Exercise: Could each entry be returned exactly as it appears?

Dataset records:
= = = = = = =
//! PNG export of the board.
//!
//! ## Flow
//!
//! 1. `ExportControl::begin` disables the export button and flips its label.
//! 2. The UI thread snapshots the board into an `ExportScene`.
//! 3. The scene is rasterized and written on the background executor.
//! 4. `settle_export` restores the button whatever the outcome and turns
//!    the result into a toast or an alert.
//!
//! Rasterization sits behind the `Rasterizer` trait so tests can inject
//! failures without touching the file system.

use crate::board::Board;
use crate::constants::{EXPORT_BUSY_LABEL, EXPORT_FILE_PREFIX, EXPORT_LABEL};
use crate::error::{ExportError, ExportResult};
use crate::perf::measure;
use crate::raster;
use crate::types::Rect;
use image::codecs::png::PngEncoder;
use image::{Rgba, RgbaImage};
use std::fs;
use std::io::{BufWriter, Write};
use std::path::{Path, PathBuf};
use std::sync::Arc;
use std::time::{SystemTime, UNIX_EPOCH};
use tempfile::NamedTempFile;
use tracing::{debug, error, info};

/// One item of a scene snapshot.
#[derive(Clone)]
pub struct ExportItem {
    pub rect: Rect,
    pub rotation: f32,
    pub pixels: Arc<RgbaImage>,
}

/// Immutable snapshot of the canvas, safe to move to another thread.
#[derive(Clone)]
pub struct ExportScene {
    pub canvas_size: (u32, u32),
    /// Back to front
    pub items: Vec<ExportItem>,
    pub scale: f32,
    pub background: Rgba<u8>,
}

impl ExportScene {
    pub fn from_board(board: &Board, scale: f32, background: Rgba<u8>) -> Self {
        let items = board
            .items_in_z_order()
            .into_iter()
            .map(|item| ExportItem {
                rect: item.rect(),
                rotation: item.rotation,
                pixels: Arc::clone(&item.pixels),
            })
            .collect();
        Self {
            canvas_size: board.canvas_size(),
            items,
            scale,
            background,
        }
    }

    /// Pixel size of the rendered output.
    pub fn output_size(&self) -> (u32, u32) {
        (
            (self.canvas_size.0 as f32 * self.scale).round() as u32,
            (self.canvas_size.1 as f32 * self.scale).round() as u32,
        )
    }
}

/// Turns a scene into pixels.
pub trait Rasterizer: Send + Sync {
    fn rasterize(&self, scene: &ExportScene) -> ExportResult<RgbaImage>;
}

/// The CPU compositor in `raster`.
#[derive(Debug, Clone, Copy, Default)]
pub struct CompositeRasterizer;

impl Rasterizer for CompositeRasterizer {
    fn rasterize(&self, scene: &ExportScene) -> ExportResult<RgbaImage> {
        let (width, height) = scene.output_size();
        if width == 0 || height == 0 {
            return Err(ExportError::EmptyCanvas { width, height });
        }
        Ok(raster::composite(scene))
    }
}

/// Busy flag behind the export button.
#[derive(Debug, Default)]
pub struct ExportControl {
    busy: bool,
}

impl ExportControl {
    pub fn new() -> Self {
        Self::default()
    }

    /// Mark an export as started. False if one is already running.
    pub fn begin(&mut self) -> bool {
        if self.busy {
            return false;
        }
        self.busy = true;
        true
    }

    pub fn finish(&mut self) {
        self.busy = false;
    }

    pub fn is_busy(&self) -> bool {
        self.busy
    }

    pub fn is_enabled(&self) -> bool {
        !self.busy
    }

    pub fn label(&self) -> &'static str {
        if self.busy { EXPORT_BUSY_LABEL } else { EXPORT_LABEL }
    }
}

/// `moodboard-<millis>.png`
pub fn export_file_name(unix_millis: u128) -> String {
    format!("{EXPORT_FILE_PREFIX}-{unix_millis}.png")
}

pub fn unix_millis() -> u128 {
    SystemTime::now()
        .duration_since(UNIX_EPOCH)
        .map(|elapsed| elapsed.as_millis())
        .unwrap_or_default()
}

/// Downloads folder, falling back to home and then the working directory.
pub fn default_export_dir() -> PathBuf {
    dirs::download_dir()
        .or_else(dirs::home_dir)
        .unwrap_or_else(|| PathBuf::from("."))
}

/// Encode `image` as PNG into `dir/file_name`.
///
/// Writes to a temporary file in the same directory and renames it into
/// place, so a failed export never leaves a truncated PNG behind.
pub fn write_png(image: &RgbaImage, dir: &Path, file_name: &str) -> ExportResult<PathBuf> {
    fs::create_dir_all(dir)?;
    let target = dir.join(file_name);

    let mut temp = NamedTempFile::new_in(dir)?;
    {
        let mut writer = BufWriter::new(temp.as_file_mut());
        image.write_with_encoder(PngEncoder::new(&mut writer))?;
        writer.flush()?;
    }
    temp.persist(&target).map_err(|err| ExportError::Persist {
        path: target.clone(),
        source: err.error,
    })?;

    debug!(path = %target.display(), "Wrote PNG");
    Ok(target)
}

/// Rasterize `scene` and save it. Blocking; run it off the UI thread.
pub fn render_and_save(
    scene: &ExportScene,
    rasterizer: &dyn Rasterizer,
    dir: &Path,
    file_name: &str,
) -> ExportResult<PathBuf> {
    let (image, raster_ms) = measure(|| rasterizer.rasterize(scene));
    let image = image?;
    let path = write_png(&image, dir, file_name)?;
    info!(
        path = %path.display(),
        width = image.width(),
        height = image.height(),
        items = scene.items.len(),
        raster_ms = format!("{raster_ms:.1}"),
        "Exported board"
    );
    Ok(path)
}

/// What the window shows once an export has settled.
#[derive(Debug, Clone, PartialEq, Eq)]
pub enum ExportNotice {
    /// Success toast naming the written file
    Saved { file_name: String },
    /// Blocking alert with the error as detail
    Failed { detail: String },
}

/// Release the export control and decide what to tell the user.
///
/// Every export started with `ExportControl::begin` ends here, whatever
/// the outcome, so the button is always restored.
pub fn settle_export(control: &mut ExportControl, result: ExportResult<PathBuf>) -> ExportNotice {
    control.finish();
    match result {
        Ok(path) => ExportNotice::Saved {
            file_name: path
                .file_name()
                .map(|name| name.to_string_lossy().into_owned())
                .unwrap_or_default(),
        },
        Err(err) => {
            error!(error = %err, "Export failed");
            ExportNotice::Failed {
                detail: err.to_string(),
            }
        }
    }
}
= = = = = = =
Your response:
//! PNG export of the board.
//!
//! ## Flow
//!
//! 1. `ExportControl::begin` disables the export button and flips its label.
//! 2. The UI thread snapshots the board into an `ExportScene`.
//! 3. The scene is rasterized and written on the background executor.
//! 4. `settle_export` restores the button whatever the outcome and turns
//!    the result into a toast or an alert.
//!
//! Rasterization sits behind the `Rasterizer` trait so tests can inject
//! failures without touching the file system.

use crate::board::Board;
use crate::constants::{EXPORT_BUSY_LABEL, EXPORT_FILE_PREFIX, EXPORT_LABEL};
use crate::error::{ExportError, ExportResult};
use crate::perf::measure;
use crate::raster;
use crate::types::Rect;
use image::codecs::png::PngEncoder;
use image::{Rgba, RgbaImage};
use std::fs;
use std::io::{BufWriter, Write};
use std::path::{Path, PathBuf};
use std::sync::Arc;
use std::time::{SystemTime, UNIX_EPOCH};
use tempfile::NamedTempFile;
use tracing::{debug, error, info};

/// One item of a scene snapshot.
#[derive(Clone)]
pub struct ExportItem {
    pub rect: Rect,
    pub rotation: f32,
    pub pixels: Arc<RgbaImage>,
}

/// Immutable snapshot of the canvas, safe to move to another thread.
#[derive(Clone)]
pub struct ExportScene {
    pub canvas_size: (u32, u32),
    /// Back to front
    pub items: Vec<ExportItem>,
    pub scale: f32,
    pub background: Rgba<u8>,
}

impl ExportScene {
    pub fn from_board(board: &Board, scale: f32, background: Rgba<u8>) -> Self {
        let items = board
            .items_in_z_order()
            .into_iter()
            .map(|item| ExportItem {
                rect: item.rect(),
                rotation: item.rotation,
                pixels: Arc::clone(&item.pixels),
            })
            .collect();
        Self {
            canvas_size: board.canvas_size(),
            items,
            scale,
            background,
        }
    }

    /// Pixel size of the rendered output.
    pub fn output_size(&self) -> (u32, u32) {
        (
            (self.canvas_size.0 as f32 * self.scale).round() as u32,
            (self.canvas_size.1 as f32 * self.scale).round() as u32,
        )
    }
}

/// Turns a scene into pixels.
pub trait Rasterizer: Send + Sync {
    fn rasterize(&self, scene: &ExportScene) -> ExportResult<RgbaImage>;
}

/// The CPU compositor in `raster`.
#[derive(Debug, Clone, Copy, Default)]
pub struct CompositeRasterizer;

impl Rasterizer for CompositeRasterizer {
    fn rasterize(&self, scene: &ExportScene) -> ExportResult<RgbaImage> {
        let (width, height) = scene.output_size();
        if width == 0 || height == 0 {
            return Err(ExportError::EmptyCanvas { width, height });
        }
        Ok(raster::composite(scene))
    }
}

/// Busy flag behind the export button.
#[derive(Debug, Default)]
pub struct ExportControl {
    busy: bool,
}

impl ExportControl {
    pub fn new() -> Self {
        Self::default()
    }

    /// Mark an export as started. False if one is already running.
    pub fn begin(&mut self) -> bool {
        if self.busy {
            return false;
        }
        self.busy = true;
        true
    }

    pub fn finish(&mut self) {
        self.busy = false;
    }

    pub fn is_busy(&self) -> bool {
        self.busy
    }

    pub fn is_enabled(&self) -> bool {
        !self.busy
    }

    pub fn label(&self) -> &'static str {
        if self.busy { EXPORT_BUSY_LABEL } else { EXPORT_LABEL }
    }
}

/// `moodboard-<millis>.png`
pub fn export_file_name(unix_millis: u128) -> String {
    format!("{EXPORT_FILE_PREFIX}-{unix_millis}.png")
}

pub fn unix_millis() -> u128 {
    SystemTime::now()
        .duration_since(UNIX_EPOCH)
        .map(|elapsed| elapsed.as_millis())
        .unwrap_or_default()
}

/// Downloads folder, falling back to home and then the working directory.
pub fn default_export_dir() -> PathBuf {
    dirs::download_dir()
        .or_else(dirs::home_dir)
        .unwrap_or_else(|| PathBuf::from("."))
}

/// Encode `image` as PNG into `dir/file_name`.
///
/// Writes to a temporary file in the same directory and renames it into
/// place, so a failed export never leaves a truncated PNG behind.
pub fn write_png(image: &RgbaImage, dir: &Path, file_name: &str) -> ExportResult<PathBuf> {
    fs::create_dir_all(dir)?;
    let target = dir.join(file_name);

    let mut temp = NamedTempFile::new_in(dir)?;
    {
        let mut writer = BufWriter::new(temp.as_file_mut());
        image.write_with_encoder(PngEncoder::new(&mut writer))?;
        writer.flush()?;
    }
    temp.persist(&target).map_err(|err| ExportError::Persist {
        path: target.clone(),
        source: err.error,
    })?;

    debug!(path = %target.display(), "Wrote PNG");
    Ok(target)
}

/// Rasterize `scene` and save it. Blocking; run it off the UI thread.
pub fn render_and_save(
    scene: &ExportScene,
    rasterizer: &dyn Rasterizer,
    dir: &Path,
    file_name: &str,
) -> ExportResult<PathBuf> {
    let (image, raster_ms) = measure(|| rasterizer.rasterize(scene));
    let image = image?;
    let path = write_png(&image, dir, file_name)?;
    info!(
        path = %path.display(),
        width = image.width(),
        height = image.height(),
        items = scene.items.len(),
        raster_ms = format!("{raster_ms:.1}"),
        "Exported board"
    );
    Ok(path)
}

/// What the window shows once an export has settled.
#[derive(Debug, Clone, PartialEq, Eq)]
pub enum ExportNotice {
    /// Success toast naming the written file
    Saved { file_name: String },
    /// Blocking alert with the error as detail
    Failed { detail: String },
}

/// Release the export control and decide what to tell the user.
///
/// Every export started with `ExportControl::begin` ends here, whatever
/// the outcome, so the button is always restored.
pub fn settle_export(control: &mut ExportControl, result: ExportResult<PathBuf>) -> ExportNotice {
    control.finish();
    match result {
        Ok(path) => ExportNotice::Saved {
            file_name: path
                .file_name()
                .map(|name| name.to_string_lossy().into_owned())
                .unwrap_or_default(),
        },
        Err(err) => {
            error!(error = %err, "Export failed");
            ExportNotice::Failed {
                detail: err.to_string(),
            }
        }
    }
}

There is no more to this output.